1. Maksud dan tujuan untuk PARS.1


Pada waktu mengajukan permohonan survei akreditasi, rumah sakit
perlu memberikan data dan dan informasi yang dibutuhkan untuk proses
akreditasi. Misalnya : mengisi aplikasi survei secara lengkap, data
direktur rumah sakit, data kelengkapan surat tanda registrasi dan surat
izin praktik para staf medis serta data perizinan-perizinan lainnya,
termasuk bila ada perubahan direktur rumah sakit, kepemilikan,
peningkatan kelas, pembangunan/renovasi yang cukup luas, dan lain
sebagainya serta bila ingin mengajukan banding keputusan akreditasi.
Rumah sakit wajib memberikan data dan informasi kepada KARS,
data tersebut dimulai pada waktu pengajuan survei dan selama siklus
survei akreditasi tiga tahunan. Penyampaian data sesuai yang diminta
KARS, harus disampaikan oleh rumah sakit ke KARS.

2. Monitoring PARS.1
Monitoring dilaksanakan terus-menerus selama siklus akreditasi
terkait dengan pengajuan yang diperlukan.

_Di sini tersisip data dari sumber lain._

//! Shared proptest generators for Vault session types.

use proptest::prelude::*;
use std::time::Duration;
use vault_session::VaultToken;

/// Generate Vault service token values (`hvs.` prefixed).
pub fn token_value_strategy() -> impl Strategy<Value = String> {
    "hvs\\.[A-Za-z0-9_-]{24,90}"
}

/// Generate lease durations from 0 to 30 days, including 0.
pub fn lease_duration_strategy() -> impl Strategy<Value = Duration> {
    prop_oneof![
        Just(Duration::ZERO),
        (1u64..=10).prop_map(Duration::from_secs),
        (1u64..=30 * 24 * 3600).prop_map(Duration::from_secs),
    ]
}

/// Generate login tokens with arbitrary lease and renewability.
pub fn login_token_strategy() -> impl Strategy<Value = VaultToken> {
    (token_value_strategy(), lease_duration_strategy(), any::<bool>())
        .prop_map(|(value, lease, renewable)| VaultToken::login(value, lease, renewable))
}

/// Generate static or login tokens.
pub fn vault_token_strategy() -> impl Strategy<Value = VaultToken> {
    prop_oneof![
        token_value_strategy().prop_map(VaultToken::of),
        login_token_strategy(),
    ]
}

/// Generate 4xx status codes Vault uses for rejected tokens.
pub fn client_error_status_strategy() -> impl Strategy<Value = u16> {
    prop_oneof![Just(400u16), Just(401u16), Just(403u16), Just(404u16), 405u16..=499u16]
}

/// Generate 5xx status codes.
pub fn server_error_status_strategy() -> impl Strategy<Value = u16> {
    prop_oneof![Just(500u16), Just(502u16), Just(503u16), 504u16..=599u16]
}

3. Dampak Ketidakpatuhan terhadap PARS.1


Jika rumah sakit gagal memenuhi persyaratan informasi dan data
hingga waktu yang ditentukan kepada KARS, rumah sakit akan dianggap
berisiko gagal akreditasi atau penetapak akreditasi tertunda sampai
semua persyaratan akreditasi dipenuhi dan dilakukan survei terfokus.
Sebagai contoh, jika informasi pada aplikasi survei rumah sakit tidak
tepat /tidak sesuai selama pelaksanaan survei maka dibutuhkan survei
terfokus dan rumah sakit diminta menanggung biaya dari pelaksanaan
survei terfokus. Sebagai tambahan, jika terdapat bukti bahwa rumah sakit
telah memalsukan atau menahan informasi atau bermaksud
menghilangkan informasi yang diajukan kepada KARS, persyaratan dan
konsekuensi pada PARS.2 akan berlaku.

2.3.2. Persyaratan Kedua: PARS.2

Rumah sakit menyediakan informasi yang lengkap dan akurat kepada KARS
selama keseluruhan fase dari proses akreditasi.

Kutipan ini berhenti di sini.